**Listed entries:**
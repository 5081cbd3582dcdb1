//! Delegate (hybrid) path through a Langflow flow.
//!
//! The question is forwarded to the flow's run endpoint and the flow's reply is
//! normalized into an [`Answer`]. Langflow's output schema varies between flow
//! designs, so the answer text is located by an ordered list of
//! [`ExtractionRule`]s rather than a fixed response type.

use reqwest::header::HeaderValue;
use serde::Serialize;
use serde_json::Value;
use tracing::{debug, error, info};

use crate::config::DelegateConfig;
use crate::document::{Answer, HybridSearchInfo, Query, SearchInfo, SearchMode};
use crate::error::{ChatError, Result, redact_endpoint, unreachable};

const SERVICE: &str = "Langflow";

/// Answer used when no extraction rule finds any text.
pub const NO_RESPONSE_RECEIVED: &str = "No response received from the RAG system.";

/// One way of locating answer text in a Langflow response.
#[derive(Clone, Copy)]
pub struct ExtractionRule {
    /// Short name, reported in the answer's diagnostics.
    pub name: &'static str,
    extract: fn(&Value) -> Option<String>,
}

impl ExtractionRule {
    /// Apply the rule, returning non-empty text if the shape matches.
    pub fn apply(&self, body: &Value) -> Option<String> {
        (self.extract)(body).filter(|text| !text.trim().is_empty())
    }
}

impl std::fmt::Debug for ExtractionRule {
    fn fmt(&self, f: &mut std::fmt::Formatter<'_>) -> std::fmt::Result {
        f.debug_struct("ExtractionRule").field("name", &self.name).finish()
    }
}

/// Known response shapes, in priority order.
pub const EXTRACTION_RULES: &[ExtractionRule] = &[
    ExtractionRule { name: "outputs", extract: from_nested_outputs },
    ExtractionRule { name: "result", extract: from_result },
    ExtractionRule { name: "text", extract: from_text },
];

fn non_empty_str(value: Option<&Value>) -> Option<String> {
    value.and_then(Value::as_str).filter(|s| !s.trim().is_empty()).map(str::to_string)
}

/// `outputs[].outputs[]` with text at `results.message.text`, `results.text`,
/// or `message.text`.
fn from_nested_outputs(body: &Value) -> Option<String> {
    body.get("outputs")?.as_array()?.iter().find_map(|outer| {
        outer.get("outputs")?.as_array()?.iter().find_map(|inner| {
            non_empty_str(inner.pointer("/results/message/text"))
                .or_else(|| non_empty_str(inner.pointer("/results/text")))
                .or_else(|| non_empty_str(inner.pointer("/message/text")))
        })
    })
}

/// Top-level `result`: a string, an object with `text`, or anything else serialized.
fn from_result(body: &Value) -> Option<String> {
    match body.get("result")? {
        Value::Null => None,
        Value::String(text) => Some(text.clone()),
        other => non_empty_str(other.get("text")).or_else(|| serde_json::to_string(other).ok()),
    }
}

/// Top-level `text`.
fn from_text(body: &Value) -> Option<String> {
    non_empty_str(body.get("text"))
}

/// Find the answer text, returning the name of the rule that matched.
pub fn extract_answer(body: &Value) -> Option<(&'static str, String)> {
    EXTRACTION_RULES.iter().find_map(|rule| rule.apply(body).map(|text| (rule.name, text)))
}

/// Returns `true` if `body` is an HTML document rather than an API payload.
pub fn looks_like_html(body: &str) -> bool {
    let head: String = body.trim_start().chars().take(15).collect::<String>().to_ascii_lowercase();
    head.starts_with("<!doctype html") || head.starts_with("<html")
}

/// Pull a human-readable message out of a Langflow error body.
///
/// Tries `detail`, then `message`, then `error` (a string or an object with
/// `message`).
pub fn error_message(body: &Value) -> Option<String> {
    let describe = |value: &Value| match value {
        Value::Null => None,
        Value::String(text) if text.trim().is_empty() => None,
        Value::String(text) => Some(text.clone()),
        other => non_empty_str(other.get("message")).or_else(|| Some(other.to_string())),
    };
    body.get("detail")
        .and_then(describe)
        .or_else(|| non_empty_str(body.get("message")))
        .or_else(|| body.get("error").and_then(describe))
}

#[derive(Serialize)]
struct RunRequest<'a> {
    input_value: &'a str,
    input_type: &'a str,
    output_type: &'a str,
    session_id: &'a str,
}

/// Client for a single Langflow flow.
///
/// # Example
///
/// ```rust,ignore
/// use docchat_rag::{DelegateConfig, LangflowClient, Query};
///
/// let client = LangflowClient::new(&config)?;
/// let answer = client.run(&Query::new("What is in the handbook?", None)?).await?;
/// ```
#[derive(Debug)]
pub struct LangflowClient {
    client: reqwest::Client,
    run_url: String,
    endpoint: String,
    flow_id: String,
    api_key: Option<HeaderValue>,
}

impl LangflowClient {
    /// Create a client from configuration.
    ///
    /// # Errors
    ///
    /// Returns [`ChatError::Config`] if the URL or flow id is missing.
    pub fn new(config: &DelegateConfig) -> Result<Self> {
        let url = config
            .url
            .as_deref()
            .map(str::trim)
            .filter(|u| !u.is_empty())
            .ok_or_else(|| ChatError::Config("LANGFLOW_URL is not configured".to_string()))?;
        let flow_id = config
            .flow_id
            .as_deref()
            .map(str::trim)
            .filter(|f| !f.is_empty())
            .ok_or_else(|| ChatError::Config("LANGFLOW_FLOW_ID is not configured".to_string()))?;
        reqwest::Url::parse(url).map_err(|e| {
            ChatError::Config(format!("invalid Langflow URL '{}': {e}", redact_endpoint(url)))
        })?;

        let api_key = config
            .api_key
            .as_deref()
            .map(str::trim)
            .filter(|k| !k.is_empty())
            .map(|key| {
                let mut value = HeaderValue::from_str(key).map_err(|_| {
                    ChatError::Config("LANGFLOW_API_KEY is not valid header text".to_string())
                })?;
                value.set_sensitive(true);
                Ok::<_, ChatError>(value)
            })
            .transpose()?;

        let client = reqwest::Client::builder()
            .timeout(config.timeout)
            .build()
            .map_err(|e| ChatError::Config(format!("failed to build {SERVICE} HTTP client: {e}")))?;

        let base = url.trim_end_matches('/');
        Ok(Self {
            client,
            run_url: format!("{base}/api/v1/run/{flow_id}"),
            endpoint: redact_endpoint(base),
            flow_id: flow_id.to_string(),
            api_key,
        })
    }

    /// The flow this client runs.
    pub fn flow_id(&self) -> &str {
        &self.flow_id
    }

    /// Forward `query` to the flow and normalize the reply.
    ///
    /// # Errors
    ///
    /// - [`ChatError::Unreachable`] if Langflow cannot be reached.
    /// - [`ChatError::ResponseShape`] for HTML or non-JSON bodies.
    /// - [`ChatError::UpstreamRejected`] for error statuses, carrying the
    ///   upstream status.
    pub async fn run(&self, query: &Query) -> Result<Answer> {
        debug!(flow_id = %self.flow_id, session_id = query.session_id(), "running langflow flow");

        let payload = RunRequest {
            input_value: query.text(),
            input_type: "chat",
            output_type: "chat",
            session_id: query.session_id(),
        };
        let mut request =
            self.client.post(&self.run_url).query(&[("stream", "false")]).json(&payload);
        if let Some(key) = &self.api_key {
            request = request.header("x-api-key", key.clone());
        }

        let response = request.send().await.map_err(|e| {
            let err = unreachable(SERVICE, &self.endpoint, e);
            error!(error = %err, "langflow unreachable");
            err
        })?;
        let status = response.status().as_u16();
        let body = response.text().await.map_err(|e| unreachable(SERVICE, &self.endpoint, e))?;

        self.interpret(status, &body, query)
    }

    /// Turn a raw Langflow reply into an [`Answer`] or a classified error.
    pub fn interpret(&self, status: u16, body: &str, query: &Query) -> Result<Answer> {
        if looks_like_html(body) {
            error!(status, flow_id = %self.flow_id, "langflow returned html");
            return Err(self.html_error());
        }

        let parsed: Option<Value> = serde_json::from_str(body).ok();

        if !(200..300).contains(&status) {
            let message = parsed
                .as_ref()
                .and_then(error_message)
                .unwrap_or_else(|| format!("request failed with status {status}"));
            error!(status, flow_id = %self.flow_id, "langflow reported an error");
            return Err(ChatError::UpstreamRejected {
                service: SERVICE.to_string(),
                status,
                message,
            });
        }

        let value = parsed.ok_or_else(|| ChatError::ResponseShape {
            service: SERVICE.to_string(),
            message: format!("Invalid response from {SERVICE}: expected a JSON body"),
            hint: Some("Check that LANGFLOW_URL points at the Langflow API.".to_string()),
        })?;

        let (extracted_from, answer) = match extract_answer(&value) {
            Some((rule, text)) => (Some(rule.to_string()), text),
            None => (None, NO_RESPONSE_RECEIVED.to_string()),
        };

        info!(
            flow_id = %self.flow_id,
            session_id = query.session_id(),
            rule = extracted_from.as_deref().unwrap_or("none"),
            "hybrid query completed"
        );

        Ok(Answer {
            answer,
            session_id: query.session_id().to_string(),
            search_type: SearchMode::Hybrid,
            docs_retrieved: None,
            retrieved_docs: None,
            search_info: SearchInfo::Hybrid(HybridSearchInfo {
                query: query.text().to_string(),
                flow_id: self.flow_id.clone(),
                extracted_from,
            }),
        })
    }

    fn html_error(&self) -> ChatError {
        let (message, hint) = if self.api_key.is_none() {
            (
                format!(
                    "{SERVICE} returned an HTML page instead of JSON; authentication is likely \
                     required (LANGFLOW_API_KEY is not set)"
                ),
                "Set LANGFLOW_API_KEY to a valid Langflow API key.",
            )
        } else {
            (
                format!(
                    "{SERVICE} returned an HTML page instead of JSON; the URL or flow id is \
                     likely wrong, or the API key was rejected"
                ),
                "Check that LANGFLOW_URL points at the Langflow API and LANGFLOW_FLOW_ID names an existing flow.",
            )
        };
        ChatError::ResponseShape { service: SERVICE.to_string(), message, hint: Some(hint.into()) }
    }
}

...

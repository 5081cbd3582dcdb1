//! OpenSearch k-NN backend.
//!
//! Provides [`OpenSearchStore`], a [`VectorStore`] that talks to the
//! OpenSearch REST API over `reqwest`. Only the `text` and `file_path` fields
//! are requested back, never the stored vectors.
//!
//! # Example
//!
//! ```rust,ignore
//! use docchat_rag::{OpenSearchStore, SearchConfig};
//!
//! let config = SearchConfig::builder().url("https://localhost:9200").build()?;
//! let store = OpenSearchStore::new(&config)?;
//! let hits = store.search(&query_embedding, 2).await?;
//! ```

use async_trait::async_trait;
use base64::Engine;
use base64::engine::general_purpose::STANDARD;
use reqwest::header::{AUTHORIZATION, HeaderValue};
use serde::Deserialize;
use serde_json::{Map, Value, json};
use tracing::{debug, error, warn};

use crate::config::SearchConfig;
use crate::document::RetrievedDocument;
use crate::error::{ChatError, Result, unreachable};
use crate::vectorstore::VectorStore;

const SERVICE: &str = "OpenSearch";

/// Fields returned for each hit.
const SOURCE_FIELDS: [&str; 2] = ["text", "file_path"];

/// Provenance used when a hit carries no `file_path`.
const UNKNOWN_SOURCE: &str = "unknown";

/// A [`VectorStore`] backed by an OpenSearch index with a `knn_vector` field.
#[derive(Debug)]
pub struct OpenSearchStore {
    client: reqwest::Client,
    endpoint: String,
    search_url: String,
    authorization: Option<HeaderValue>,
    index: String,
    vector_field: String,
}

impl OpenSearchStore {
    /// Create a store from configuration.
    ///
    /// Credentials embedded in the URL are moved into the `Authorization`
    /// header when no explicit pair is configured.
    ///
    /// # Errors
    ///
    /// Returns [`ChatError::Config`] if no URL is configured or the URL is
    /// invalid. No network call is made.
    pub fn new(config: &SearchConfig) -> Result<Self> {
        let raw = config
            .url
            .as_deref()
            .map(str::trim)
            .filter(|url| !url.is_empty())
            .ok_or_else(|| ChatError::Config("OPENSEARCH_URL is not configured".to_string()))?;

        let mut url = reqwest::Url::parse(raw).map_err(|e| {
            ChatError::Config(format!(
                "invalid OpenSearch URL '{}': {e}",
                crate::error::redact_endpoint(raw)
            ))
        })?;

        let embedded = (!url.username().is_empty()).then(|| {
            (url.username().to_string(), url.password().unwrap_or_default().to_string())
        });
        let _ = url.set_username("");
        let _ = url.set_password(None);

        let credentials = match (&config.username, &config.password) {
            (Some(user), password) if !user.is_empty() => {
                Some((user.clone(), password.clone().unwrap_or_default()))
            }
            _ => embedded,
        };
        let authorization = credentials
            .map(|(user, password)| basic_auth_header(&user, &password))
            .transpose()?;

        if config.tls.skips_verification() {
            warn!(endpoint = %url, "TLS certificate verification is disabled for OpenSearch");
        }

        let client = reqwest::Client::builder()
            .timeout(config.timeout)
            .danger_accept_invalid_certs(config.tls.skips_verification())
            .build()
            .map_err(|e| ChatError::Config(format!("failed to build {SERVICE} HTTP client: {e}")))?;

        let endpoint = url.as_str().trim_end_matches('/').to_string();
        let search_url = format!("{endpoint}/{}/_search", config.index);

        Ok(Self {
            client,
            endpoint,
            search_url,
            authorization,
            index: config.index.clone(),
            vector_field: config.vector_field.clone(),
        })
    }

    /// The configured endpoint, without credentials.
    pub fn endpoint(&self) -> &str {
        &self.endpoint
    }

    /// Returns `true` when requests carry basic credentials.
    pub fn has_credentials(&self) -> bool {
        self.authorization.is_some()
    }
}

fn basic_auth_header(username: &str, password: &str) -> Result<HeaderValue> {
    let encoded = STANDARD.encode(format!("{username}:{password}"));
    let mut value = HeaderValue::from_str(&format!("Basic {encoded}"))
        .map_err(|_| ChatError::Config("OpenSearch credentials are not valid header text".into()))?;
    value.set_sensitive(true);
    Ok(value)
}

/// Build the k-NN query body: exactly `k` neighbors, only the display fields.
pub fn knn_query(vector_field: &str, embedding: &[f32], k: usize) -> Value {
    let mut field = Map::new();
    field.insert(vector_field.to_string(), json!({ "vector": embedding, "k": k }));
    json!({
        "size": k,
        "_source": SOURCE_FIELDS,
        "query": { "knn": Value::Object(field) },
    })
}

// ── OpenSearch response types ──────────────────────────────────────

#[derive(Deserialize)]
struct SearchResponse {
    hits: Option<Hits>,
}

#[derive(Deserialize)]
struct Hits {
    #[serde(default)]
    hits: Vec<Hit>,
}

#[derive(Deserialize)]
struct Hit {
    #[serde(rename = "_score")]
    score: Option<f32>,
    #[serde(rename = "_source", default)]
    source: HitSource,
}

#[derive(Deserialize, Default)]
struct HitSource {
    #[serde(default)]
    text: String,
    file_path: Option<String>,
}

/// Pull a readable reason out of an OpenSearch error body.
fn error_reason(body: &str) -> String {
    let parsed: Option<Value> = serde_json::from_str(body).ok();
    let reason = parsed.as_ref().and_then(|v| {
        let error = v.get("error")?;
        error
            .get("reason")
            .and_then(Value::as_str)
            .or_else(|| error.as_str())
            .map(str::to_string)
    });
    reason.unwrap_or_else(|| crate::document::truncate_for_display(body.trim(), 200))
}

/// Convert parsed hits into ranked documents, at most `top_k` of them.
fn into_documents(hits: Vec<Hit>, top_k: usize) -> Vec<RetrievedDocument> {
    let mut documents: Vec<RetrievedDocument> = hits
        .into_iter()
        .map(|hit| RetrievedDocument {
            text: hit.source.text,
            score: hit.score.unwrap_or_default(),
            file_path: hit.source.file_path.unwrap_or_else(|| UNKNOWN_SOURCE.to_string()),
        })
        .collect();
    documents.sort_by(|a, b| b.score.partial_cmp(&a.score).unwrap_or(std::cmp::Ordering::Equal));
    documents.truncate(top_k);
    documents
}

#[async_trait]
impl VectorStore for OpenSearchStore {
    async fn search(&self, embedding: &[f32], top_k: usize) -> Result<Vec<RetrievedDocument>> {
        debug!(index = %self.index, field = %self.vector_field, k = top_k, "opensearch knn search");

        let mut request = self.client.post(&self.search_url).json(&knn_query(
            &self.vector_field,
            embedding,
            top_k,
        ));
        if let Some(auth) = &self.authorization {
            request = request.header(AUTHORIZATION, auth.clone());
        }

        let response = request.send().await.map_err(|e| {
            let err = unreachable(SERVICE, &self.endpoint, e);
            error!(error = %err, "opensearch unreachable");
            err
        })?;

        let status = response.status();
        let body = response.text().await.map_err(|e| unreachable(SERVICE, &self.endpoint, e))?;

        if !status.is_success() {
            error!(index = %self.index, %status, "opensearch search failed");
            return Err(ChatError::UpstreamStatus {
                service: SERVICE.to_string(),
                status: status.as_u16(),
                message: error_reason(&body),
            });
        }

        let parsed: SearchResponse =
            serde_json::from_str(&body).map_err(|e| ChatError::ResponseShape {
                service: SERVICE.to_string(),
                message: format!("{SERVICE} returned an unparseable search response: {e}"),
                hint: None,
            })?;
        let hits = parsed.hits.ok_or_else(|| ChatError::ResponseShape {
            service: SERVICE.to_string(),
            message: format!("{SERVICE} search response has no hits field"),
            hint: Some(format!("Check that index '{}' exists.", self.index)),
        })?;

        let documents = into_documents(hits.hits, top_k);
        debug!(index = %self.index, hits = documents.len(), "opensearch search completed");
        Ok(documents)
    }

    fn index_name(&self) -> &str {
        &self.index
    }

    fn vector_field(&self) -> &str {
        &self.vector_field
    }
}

**Work required:** Lines with "Pull" in the records above: copy every one of them.

**Completed exercise:**
/// Pull a human-readable message out of a Langflow error body.
/// Pull a readable reason out of an OpenSearch error body.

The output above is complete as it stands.